**ASSIGNMENT:**
How many lines in the entries below include the string "FieldMap"? Answer with the number only.

**EXERCISE MATERIALS:**
[Start of section]
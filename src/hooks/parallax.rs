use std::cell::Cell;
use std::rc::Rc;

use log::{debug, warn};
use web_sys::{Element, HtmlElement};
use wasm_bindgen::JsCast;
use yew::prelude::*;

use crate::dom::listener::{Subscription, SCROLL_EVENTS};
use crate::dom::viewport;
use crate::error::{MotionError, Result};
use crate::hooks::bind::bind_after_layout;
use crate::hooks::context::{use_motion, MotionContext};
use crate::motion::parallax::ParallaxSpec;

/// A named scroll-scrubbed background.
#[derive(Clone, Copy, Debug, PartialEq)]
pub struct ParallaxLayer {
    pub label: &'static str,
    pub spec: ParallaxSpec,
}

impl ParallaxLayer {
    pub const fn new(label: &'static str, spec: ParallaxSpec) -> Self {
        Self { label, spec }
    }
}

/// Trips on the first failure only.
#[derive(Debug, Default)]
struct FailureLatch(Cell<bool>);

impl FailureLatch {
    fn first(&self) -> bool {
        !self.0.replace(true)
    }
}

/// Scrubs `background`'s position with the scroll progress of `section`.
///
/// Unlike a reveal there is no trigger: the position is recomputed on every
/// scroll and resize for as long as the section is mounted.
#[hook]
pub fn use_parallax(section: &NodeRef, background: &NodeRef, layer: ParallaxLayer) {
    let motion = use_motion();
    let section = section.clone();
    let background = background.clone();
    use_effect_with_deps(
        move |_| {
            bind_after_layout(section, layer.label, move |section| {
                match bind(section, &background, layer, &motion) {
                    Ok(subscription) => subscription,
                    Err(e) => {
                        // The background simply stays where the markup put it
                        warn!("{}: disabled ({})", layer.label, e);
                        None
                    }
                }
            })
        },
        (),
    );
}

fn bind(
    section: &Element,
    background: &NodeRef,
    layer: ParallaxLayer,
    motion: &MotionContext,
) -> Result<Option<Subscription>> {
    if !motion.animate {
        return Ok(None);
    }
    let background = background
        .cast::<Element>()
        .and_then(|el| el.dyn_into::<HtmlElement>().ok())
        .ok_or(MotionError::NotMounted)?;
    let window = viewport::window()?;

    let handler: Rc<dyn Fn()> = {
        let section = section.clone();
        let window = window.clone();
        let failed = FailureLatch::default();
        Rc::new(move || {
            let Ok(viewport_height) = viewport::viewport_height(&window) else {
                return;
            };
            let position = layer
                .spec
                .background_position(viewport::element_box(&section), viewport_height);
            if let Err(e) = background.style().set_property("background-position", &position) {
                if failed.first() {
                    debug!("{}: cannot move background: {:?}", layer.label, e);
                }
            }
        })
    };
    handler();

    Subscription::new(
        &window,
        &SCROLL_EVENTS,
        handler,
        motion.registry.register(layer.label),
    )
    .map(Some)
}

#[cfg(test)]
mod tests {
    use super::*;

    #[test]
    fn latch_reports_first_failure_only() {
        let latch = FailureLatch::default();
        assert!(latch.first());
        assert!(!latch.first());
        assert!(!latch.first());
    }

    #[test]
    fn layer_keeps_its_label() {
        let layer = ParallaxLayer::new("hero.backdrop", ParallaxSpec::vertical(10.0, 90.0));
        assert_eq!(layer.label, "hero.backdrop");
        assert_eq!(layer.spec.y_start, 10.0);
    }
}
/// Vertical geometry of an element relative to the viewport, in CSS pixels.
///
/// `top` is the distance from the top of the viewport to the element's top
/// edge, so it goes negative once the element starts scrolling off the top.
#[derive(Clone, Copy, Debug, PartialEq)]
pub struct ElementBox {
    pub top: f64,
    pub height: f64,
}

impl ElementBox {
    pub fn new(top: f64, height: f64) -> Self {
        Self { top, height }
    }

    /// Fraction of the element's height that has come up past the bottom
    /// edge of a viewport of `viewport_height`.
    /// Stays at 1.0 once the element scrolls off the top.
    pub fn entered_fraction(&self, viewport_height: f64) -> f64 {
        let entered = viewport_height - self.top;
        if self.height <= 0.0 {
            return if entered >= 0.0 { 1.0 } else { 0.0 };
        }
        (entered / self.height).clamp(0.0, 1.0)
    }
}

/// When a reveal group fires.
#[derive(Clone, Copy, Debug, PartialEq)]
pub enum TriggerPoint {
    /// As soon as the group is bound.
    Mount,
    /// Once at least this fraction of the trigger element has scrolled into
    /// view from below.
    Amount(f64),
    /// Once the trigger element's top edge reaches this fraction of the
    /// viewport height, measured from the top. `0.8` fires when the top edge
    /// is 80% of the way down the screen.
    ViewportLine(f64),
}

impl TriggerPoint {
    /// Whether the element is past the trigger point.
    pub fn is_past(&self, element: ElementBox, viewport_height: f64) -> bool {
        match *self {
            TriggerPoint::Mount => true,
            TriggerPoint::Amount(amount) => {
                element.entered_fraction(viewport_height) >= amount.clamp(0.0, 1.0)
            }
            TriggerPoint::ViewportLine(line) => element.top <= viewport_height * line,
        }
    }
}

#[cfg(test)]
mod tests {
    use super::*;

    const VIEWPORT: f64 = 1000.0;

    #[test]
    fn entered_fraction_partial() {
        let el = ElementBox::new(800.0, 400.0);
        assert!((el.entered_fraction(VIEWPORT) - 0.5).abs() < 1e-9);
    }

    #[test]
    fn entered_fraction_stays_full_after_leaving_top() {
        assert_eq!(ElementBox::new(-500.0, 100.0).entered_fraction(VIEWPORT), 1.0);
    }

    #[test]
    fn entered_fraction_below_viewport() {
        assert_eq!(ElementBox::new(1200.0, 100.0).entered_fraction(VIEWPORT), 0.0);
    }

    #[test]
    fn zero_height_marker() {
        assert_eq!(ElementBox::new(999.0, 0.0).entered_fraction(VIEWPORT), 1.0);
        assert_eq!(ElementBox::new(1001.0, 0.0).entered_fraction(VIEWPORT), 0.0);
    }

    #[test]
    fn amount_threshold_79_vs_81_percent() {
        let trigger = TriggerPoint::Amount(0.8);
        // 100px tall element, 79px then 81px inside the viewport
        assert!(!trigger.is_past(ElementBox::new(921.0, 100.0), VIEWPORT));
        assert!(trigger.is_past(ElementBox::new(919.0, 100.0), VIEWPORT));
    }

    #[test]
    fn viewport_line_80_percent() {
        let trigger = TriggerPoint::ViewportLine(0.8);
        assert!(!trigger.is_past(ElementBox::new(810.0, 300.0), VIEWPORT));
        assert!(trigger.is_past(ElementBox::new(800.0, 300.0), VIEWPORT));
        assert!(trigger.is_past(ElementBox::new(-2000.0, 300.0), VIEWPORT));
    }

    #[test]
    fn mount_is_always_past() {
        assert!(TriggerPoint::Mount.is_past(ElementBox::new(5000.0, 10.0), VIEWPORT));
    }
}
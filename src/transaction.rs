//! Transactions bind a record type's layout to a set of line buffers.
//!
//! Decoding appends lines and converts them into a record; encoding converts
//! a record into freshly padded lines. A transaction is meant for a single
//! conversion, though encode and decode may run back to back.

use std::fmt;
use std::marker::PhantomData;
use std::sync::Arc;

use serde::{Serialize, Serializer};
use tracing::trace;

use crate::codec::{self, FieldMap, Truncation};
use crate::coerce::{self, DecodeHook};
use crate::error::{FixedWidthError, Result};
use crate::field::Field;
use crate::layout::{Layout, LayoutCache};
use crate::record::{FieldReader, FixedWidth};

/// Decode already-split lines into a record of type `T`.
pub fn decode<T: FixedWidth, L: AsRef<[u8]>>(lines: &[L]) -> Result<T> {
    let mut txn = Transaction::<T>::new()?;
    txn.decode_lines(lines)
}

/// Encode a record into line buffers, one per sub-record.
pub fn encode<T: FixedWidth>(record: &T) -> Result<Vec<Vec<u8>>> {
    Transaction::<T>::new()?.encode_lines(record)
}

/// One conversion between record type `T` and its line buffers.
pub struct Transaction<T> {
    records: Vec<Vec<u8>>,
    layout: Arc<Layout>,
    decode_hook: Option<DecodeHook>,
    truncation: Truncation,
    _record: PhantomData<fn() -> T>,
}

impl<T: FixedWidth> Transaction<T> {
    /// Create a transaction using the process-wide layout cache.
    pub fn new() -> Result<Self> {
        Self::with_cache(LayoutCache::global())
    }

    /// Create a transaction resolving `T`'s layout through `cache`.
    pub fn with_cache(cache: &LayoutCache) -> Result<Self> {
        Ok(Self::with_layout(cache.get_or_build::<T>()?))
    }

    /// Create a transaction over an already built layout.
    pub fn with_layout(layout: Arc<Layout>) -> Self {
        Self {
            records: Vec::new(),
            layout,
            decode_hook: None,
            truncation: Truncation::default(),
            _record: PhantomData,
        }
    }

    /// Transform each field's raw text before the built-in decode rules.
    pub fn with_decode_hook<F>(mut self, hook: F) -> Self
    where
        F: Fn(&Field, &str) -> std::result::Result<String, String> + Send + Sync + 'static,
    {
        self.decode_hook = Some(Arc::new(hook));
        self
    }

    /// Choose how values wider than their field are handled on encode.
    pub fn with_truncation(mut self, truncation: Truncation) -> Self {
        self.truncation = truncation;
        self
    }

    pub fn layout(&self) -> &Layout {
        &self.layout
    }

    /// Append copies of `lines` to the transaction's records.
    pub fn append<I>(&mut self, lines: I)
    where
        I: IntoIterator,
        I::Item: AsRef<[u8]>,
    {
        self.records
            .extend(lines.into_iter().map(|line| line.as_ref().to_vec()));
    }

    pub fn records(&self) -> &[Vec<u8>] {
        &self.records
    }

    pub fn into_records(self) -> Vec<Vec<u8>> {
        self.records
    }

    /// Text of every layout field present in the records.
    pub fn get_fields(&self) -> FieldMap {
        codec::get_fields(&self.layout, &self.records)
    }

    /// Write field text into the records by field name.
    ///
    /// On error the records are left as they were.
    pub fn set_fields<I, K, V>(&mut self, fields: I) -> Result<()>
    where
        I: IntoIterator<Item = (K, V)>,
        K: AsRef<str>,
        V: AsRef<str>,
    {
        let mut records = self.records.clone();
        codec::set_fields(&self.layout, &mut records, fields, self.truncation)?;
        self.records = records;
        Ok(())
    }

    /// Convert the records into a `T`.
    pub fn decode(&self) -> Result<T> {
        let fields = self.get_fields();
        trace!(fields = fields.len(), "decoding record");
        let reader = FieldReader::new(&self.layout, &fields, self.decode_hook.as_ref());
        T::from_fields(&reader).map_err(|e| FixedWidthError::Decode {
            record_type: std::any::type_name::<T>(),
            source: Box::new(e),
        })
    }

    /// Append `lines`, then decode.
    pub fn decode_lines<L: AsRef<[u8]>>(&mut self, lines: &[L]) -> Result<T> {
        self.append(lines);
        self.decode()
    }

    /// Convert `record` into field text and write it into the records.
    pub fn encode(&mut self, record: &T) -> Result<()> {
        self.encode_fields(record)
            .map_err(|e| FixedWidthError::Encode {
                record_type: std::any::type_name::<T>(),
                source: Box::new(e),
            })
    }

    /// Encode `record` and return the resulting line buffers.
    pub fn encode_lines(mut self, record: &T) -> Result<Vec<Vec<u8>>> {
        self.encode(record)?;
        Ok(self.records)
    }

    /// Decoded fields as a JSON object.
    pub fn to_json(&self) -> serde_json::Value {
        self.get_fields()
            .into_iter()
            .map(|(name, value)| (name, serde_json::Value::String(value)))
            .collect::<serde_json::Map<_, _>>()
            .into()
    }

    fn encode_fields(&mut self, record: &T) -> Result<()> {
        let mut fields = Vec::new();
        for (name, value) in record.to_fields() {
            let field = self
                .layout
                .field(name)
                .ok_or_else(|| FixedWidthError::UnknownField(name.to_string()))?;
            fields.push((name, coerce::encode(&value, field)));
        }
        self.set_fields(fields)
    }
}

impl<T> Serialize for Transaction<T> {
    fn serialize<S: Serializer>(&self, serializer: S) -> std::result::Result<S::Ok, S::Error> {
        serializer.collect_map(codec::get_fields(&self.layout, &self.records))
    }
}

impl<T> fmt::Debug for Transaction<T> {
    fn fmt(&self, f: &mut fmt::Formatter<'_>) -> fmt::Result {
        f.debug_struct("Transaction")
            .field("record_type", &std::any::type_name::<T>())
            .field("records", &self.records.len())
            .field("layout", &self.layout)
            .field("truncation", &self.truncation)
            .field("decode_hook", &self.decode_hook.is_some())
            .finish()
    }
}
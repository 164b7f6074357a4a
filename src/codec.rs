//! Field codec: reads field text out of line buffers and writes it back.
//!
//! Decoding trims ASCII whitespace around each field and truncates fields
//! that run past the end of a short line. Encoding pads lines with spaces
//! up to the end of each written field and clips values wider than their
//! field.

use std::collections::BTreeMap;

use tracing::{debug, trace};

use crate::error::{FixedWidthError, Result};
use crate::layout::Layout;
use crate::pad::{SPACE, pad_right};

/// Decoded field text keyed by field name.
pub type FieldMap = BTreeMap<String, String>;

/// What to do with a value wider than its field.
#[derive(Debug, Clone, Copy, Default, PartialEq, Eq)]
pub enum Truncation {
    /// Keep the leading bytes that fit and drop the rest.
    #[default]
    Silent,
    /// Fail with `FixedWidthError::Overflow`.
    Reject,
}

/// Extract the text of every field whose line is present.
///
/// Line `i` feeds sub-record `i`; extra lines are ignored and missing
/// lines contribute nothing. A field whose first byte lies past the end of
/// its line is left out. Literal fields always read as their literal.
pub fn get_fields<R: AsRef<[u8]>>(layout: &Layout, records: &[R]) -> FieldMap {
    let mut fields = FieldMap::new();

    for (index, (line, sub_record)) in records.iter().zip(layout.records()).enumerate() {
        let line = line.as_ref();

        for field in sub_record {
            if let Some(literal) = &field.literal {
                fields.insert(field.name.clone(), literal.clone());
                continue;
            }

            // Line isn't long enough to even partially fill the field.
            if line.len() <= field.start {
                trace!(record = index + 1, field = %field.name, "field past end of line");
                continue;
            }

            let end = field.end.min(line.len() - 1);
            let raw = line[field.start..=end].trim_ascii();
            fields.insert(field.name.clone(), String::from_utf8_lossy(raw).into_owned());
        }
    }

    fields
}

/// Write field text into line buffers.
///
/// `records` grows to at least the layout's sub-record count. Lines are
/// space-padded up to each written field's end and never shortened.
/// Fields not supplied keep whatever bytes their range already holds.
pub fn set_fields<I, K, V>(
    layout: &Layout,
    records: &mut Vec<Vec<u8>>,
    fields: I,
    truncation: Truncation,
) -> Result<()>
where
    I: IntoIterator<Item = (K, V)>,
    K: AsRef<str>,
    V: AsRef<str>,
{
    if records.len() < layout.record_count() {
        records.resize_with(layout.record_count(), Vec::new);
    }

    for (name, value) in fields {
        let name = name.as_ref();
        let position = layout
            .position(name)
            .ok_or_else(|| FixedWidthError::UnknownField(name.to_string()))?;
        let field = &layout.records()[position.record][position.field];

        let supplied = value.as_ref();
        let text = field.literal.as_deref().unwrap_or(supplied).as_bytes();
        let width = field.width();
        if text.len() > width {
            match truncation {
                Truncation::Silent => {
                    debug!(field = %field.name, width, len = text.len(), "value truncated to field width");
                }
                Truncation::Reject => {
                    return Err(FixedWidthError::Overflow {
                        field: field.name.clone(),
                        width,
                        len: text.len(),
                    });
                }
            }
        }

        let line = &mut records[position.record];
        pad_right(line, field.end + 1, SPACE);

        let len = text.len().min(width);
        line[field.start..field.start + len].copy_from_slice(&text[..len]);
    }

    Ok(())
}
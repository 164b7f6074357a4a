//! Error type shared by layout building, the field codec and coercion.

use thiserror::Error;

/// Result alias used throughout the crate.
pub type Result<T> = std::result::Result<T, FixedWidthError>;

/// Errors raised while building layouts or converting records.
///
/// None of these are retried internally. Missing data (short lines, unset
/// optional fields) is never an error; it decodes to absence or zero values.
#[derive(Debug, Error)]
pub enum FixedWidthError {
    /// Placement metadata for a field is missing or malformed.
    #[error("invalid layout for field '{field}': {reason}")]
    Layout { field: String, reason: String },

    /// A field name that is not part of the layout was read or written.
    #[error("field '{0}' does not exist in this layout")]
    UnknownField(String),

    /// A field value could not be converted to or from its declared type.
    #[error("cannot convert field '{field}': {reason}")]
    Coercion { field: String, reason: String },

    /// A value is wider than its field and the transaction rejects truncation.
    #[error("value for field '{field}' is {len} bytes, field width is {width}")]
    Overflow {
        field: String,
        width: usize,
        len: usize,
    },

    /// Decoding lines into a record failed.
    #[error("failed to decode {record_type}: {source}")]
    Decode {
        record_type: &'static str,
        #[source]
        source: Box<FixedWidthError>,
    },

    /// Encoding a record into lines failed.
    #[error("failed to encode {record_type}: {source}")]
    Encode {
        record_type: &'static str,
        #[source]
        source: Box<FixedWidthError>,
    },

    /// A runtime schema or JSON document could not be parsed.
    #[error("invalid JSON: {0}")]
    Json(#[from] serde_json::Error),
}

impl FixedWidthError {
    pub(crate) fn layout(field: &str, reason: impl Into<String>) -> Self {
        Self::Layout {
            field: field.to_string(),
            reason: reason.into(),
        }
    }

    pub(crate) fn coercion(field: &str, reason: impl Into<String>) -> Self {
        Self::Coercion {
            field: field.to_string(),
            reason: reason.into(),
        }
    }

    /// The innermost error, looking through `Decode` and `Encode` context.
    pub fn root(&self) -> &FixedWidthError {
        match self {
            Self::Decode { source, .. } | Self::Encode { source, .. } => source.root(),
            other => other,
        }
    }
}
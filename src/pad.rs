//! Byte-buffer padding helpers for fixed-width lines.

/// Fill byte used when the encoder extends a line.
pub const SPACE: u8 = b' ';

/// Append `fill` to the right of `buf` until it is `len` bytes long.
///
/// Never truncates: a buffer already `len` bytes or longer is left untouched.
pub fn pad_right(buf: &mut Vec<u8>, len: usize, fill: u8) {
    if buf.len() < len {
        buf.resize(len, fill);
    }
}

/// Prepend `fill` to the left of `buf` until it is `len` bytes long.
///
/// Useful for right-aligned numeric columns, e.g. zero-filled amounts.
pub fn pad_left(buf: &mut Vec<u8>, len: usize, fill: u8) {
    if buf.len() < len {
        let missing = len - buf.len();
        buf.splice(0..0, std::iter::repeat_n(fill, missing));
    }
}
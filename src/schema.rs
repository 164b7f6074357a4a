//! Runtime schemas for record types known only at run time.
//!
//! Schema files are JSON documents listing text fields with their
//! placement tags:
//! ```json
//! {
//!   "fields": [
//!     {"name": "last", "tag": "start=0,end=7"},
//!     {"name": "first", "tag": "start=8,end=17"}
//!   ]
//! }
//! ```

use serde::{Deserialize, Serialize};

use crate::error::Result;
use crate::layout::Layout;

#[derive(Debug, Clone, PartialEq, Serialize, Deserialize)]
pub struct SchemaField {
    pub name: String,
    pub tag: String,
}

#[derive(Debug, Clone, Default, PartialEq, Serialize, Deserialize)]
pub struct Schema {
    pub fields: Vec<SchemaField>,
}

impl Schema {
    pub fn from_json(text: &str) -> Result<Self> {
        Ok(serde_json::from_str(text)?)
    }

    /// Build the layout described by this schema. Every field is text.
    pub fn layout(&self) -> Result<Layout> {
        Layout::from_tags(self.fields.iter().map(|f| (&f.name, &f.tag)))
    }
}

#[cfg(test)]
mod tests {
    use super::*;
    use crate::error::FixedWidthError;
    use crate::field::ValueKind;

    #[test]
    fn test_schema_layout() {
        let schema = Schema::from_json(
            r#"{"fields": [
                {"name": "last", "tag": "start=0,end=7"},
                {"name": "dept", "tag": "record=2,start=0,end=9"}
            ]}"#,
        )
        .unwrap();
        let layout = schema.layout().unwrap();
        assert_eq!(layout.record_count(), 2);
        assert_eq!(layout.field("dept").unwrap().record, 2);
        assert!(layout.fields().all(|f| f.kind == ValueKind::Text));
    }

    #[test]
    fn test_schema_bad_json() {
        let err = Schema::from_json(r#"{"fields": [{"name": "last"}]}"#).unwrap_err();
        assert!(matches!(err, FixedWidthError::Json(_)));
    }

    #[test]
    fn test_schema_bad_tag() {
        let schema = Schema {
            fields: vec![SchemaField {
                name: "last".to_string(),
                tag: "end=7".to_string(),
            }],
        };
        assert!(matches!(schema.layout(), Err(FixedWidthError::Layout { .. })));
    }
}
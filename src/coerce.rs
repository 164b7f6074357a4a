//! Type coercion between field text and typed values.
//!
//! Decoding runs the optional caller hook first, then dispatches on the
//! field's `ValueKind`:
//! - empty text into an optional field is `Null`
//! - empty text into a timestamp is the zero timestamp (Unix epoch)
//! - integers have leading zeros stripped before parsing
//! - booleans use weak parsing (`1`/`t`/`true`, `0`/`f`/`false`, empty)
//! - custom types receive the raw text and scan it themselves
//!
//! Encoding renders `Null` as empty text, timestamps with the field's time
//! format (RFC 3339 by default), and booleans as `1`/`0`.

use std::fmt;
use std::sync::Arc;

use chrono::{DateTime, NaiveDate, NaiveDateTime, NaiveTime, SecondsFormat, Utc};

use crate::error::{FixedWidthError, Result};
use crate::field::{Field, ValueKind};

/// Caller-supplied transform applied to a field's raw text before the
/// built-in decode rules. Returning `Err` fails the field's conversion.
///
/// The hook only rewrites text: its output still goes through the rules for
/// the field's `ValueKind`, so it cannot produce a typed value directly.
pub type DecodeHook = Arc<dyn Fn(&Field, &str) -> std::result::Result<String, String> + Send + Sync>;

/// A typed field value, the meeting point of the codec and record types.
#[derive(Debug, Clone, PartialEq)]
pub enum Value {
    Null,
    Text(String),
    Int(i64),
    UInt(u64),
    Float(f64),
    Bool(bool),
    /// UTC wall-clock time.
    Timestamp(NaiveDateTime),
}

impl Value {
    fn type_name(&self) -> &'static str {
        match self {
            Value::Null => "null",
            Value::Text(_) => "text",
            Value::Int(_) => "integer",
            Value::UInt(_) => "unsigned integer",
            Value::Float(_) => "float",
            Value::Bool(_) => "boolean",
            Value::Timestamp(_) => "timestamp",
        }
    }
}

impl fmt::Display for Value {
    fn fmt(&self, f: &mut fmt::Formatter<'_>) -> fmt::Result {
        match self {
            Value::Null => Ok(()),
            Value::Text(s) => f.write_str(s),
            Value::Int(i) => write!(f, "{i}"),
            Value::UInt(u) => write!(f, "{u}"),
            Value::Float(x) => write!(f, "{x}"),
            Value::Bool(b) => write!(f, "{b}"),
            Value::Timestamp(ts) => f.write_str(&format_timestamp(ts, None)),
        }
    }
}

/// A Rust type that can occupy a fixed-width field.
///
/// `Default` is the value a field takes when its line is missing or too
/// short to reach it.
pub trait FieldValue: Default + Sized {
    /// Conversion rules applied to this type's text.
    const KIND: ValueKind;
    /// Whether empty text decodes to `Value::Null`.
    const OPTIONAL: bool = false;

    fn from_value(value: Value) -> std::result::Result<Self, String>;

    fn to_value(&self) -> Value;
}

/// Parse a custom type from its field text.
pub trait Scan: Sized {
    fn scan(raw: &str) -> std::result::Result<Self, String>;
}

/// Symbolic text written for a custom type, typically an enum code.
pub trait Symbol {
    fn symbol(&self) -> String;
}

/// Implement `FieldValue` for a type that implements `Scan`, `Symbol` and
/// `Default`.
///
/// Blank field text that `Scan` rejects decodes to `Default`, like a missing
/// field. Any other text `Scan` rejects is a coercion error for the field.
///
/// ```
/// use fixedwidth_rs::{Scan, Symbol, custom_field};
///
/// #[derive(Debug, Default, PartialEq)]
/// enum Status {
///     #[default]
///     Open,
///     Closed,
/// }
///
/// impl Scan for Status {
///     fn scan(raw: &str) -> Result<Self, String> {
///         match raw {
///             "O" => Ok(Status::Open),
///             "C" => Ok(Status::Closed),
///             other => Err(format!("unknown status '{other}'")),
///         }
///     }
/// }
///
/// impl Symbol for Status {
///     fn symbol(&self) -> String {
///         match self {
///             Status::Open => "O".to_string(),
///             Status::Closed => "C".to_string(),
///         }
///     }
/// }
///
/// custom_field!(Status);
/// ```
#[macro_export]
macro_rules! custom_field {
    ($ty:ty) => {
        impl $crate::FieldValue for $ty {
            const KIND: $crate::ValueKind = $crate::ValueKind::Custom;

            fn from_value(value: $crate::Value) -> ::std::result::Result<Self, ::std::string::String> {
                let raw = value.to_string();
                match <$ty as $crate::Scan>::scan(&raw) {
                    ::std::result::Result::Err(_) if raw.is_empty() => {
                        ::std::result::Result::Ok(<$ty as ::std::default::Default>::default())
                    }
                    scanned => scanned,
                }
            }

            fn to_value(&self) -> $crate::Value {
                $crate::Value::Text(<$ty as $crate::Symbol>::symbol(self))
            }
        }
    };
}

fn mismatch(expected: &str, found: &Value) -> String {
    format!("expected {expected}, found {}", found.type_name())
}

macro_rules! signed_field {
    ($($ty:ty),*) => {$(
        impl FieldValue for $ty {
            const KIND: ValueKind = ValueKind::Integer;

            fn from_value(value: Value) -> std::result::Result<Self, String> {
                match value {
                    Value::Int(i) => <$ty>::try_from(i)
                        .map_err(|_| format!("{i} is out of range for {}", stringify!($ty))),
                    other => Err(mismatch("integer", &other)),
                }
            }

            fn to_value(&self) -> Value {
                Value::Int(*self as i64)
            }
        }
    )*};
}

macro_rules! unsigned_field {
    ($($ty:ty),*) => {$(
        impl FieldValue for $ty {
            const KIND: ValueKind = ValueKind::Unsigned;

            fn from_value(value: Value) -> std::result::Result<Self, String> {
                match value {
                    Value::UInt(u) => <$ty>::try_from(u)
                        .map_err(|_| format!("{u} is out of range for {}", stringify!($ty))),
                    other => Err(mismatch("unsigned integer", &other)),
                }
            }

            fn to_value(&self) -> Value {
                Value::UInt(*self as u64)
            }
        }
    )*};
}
[End of section]
**EXERCISE RESULT:**
5